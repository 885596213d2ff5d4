// Copyright 2026 Phillip Cloud
// Licensed under the Apache License, Version 2.0

use crate::config::Config;
use anyhow::{Context, Result, anyhow};
use std::fs::{self, File, OpenOptions};
use std::path::{Path, PathBuf};
use std::sync::Mutex;
use tracing_subscriber::EnvFilter;

/// Routes tracing output to a file; the terminal belongs to the UI.
/// `RUST_LOG` takes precedence over `[log].filter`.
pub fn init(config: &Config) -> Result<PathBuf> {
    let path = config.log_path()?;
    let log_file = open_log_file(&path)?;

    let filter = EnvFilter::try_from_default_env()
        .or_else(|_| EnvFilter::try_new(config.log_filter()))
        .with_context(|| format!("invalid log filter {:?}", config.log_filter()))?;

    tracing_subscriber::fmt()
        .with_env_filter(filter)
        .with_ansi(false)
        .with_writer(Mutex::new(log_file))
        .try_init()
        .map_err(|error| anyhow!("install log subscriber: {error}"))?;

    Ok(path)
}

fn open_log_file(path: &Path) -> Result<File> {
    if let Some(parent) = path.parent().filter(|dir| !dir.as_os_str().is_empty()) {
        fs::create_dir_all(parent)
            .with_context(|| format!("create log directory {}", parent.display()))?;
    }
    OpenOptions::new()
        .create(true)
        .append(true)
        .open(path)
        .with_context(|| {
            format!(
                "open log file {} -- set [log].file to a writable path",
                path.display()
            )
        })
}
/// Carries session effects off the UI thread. Whatever it starts must report
/// back through `InternalEvent`s.
pub trait EffectRunner {
    fn send(&mut self, id: RequestId, request: ApiRequest);
    fn schedule_removal(&mut self, token: RemovalToken, delay: Duration);
    fn schedule_status_clear(&mut self, token: u64);
}

/// Runs each request on a short-lived worker thread and each timer on a
/// sleeping thread.
pub struct ThreadedRunner<A> {
    api: A,
    tx: Sender<InternalEvent>,
}

impl<A> ThreadedRunner<A> {
    pub fn new(api: A, tx: Sender<InternalEvent>) -> Self {
        Self { api, tx }
    }
}

impl<A: LeadsApi + Clone + Send + 'static> EffectRunner for ThreadedRunner<A> {
    fn send(&mut self, id: RequestId, request: ApiRequest) {
        let api = self.api.clone();
        let tx = self.tx.clone();
        thread::spawn(move || {
            let outcome = perform(&api, &request);
            let _ = tx.send(InternalEvent::Reply { id, outcome });
        });
    }

    fn schedule_removal(&mut self, token: RemovalToken, delay: Duration) {
        let tx = self.tx.clone();
        thread::spawn(move || {
            thread::sleep(delay);
            let _ = tx.send(InternalEvent::RemovalDue { token });
        });
    }

    fn schedule_status_clear(&mut self, token: u64) {
        let tx = self.tx.clone();
        thread::spawn(move || {
            thread::sleep(STATUS_CLEAR_DELAY);
            let _ = tx.send(InternalEvent::ClearStatus { token });
        });
    }
}

#[derive(Debug, Clone, PartialEq, Eq)]
struct LeadFormUi {
    lead: NewLead,
    field: usize,
}

#[derive(Debug, Clone, PartialEq, Eq)]
struct ViewData {
    active: ViewKind,
    selected: [usize; 2],
    alerts: VecDeque<String>,
    reschedule_input: String,
    form: Option<LeadFormUi>,
    help_visible: bool,
    status: Option<String>,
    status_token: u64,
}

impl Default for ViewData {
    fn default() -> Self {
        Self {
            active: ViewKind::Dashboard,
            selected: [0; 2],
            alerts: VecDeque::new(),
            reschedule_input: String::new(),
            form: None,
            help_visible: false,
            status: None,
            status_token: 0,
        }
    }
}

#### Activity
When you copy the data, keep every line word for word.

#### Solution to the exercise
repository 885596213d2ff5d4
// Copyright 2026 Phillip Cloud
// Licensed under the Apache License, Version 2.0

use crate::config::Config;
use anyhow::{Context, Result, anyhow};
use std::fs::{self, File, OpenOptions};
use std::path::{Path, PathBuf};
use std::sync::Mutex;
use tracing_subscriber::EnvFilter;

/// Routes tracing output to a file; the terminal belongs to the UI.
/// `RUST_LOG` takes precedence over `[log].filter`.
pub fn init(config: &Config) -> Result<PathBuf> {
    let path = config.log_path()?;
    let log_file = open_log_file(&path)?;

    let filter = EnvFilter::try_from_default_env()
        .or_else(|_| EnvFilter::try_new(config.log_filter()))
        .with_context(|| format!("invalid log filter {:?}", config.log_filter()))?;

    tracing_subscriber::fmt()
        .with_env_filter(filter)
        .with_ansi(false)
        .with_writer(Mutex::new(log_file))
        .try_init()
        .map_err(|error| anyhow!("install log subscriber: {error}"))?;

    Ok(path)
}

fn open_log_file(path: &Path) -> Result<File> {
    if let Some(parent) = path.parent().filter(|dir| !dir.as_os_str().is_empty()) {
        fs::create_dir_all(parent)
            .with_context(|| format!("create log directory {}", parent.display()))?;
    }
    OpenOptions::new()
        .create(true)
        .append(true)
        .open(path)
        .with_context(|| {
            format!(
                "open log file {} -- set [log].file to a writable path",
                path.display()
            )
        })
}
/// Carries session effects off the UI thread. Whatever it starts must report
/// back through `InternalEvent`s.
pub trait EffectRunner {
    fn send(&mut self, id: RequestId, request: ApiRequest);
    fn schedule_removal(&mut self, token: RemovalToken, delay: Duration);
    fn schedule_status_clear(&mut self, token: u64);
}

/// Runs each request on a short-lived worker thread and each timer on a
/// sleeping thread.
pub struct ThreadedRunner<A> {
    api: A,
    tx: Sender<InternalEvent>,
}

impl<A> ThreadedRunner<A> {
    pub fn new(api: A, tx: Sender<InternalEvent>) -> Self {
        Self { api, tx }
    }
}

impl<A: LeadsApi + Clone + Send + 'static> EffectRunner for ThreadedRunner<A> {
    fn send(&mut self, id: RequestId, request: ApiRequest) {
        let api = self.api.clone();
        let tx = self.tx.clone();
        thread::spawn(move || {
            let outcome = perform(&api, &request);
            let _ = tx.send(InternalEvent::Reply { id, outcome });
        });
    }

    fn schedule_removal(&mut self, token: RemovalToken, delay: Duration) {
        let tx = self.tx.clone();
        thread::spawn(move || {
            thread::sleep(delay);
            let _ = tx.send(InternalEvent::RemovalDue { token });
        });
    }

    fn schedule_status_clear(&mut self, token: u64) {
        let tx = self.tx.clone();
        thread::spawn(move || {
            thread::sleep(STATUS_CLEAR_DELAY);
            let _ = tx.send(InternalEvent::ClearStatus { token });
        });
    }
}

#[derive(Debug, Clone, PartialEq, Eq)]
struct LeadFormUi {
    lead: NewLead,
    field: usize,
}

#[derive(Debug, Clone, PartialEq, Eq)]
struct ViewData {
    active: ViewKind,
    selected: [usize; 2],
    alerts: VecDeque<String>,
    reschedule_input: String,
    form: Option<LeadFormUi>,
    help_visible: bool,
    status: Option<String>,
    status_token: u64,
}

impl Default for ViewData {
    fn default() -> Self {
        Self {
            active: ViewKind::Dashboard,
            selected: [0; 2],
            alerts: VecDeque::new(),
            reschedule_input: String::new(),
            form: None,
            help_visible: false,
            status: None,
            status_token: 0,
        }
    }
}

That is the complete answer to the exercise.